A nova lei eleitoral da República, publicada em 14 de Março de 1911, concedia o voto a todos os cidadãos portugueses, maiores de 21 anos, chefes de família que soubessem ler e escrever. As feministas, embora desiludidas por a lei não explicitar o voto feminino, decidiram aproveitar a ambiguidade da mesma e, considerando-se cidadãs de pleno direito, algumas decidiram requerer o seu recenseamento nas listas eleitorais. Perante as dificuldades levantadas pela Comissão Eleitoral e a resposta negativa do Ministro do Interior, António José de Almeida, chamado a esclarecer a omissão legislativa no que respeitava ao sufrágio feminino, todas as mulheres desistiram da sua pretensão, excepto Carolina Beatriz Ângelo.
Esta médica, viúva e mãe de uma filha menor, decide desafiar os poderes instituídos e recorre aos tribunais, argumentando que a lei, apesar de não contemplar o sufrágio feminino também não o excluía, porque ao enumerar os requisitos do cidadão eleitor não fazia referência ao seu sexo. O protagonismo de Carolina neste acto de insubmissão em relação à lei e ao governo provisório da República que a produziu, lançou a polémica na imprensa e na sociedade portuguesa, o que serviu para alertar, consciencializar e reflectir sobre a igualdade de direitos entre homens e mulheres. Neste debate muito participado, sobressaem os rostos e as vozes de Ana de Castro Osório e de Maria Veleda em defesa do voto das mulheres e no comentário das opiniões contrárias vindas a público, desmontando os frágeis e falaciosos argumentos dos seus opositores.
O direito de voto foi assegurado a Carolina Beatriz Ângelo pelo juiz João Baptista de Castro no Tribunal da Boa Hora. De salientar que este juiz era pai de Ana de Castro Osório e defendia as pretensões das feministas, o que está patente no notável acórdão da sentença proferida. As feministas consideraram que a conquista do voto estava definitivamente assegurada e que a Assembleia Constituinte a alargaria a todas as mulheres que soubessem ler e escrever ou fossem economicamente independentes, tal como tinha sido pedido pela Liga.

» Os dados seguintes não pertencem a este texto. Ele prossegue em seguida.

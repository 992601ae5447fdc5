use api_rest::{router, AppState};
use summary_core::{SummaryConfig, SummaryEngine};
use tracing_subscriber::{layer::SubscriberExt, util::SubscriberInitExt};

/// Main entry point for the EHR summary service
///
/// Resolves configuration once, builds the summary engine and serves the REST API until the
/// process receives Ctrl-C.
///
/// # Environment Variables
/// - `EHR_SUMMARY_REST_ADDR`: REST server address (default: "0.0.0.0:3000")
/// - `EHR_SUMMARY_GENERATOR`: `template` (default) or `remote`
/// - `EHR_SUMMARY_LLM_URL`, `EHR_SUMMARY_LLM_MODEL`, `EHR_SUMMARY_LLM_API_KEY`,
///   `EHR_SUMMARY_LLM_TIMEOUT_SECS`: remote generator settings
/// - `EHR_SUMMARY_CACHE_CAPACITY`: cached summaries, 0 disables the cache (default: 256)
///
/// # Returns
/// * `Ok(())` - If the server starts and shuts down cleanly
/// * `Err(anyhow::Error)` - If configuration, binding or serving fails
#[tokio::main]
async fn main() -> anyhow::Result<()> {
    dotenvy::dotenv().ok();

    tracing_subscriber::registry()
        .with(
            tracing_subscriber::EnvFilter::from_default_env()
                .add_directive("ehr_summary_run=info".parse()?)
                .add_directive("api_rest=info".parse()?),
        )
        .with(tracing_subscriber::fmt::layer())
        .init();

    let cfg = SummaryConfig::from_env()?;
    let engine = SummaryEngine::from_config(&cfg)?;

    tracing::info!("++ Starting EHR summary REST on {}", cfg.rest_addr());
    tracing::info!(
        "++ Narrative generator: {}, cache capacity: {}",
        engine.generator_id(),
        cfg.cache_capacity()
    );

    let app = router(AppState::new(engine));
    let listener = tokio::net::TcpListener::bind(cfg.rest_addr()).await?;
    axum::serve(listener, app)
        .with_graceful_shutdown(async {
            tokio::signal::ctrl_c().await.ok();
            tracing::info!("-- Shutting down");
        })
        .await?;

    Ok(())
}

Carolina exerceu o seu direito de voto em 28 de Maio de 1911, participando na eleição dos deputados para a Assembleia Constituinte e tornando-se na primeira mulher eleitora em Portugal e na Europa do Sul. Recorde-se que, nesta data, apenas dois países europeus, a Finlândia e a Noruega, tinham concedido o voto às mulheres.
A notícia correu o país e os círculos feministas de todo o mundo e foi motivo de missivas entusiastas de felicitações a Carolina e à Associação de Propaganda Feminista, enviadas por organizações congéneres. Vieram também a Portugal repórteres estrangeiros para entrevistar a primeira eleitora portuguesa e conhecer a nova realidade política do país. Esta vitória serviu de credencial para a filiação desta nova agremiação na International Women Suffrage Aliance.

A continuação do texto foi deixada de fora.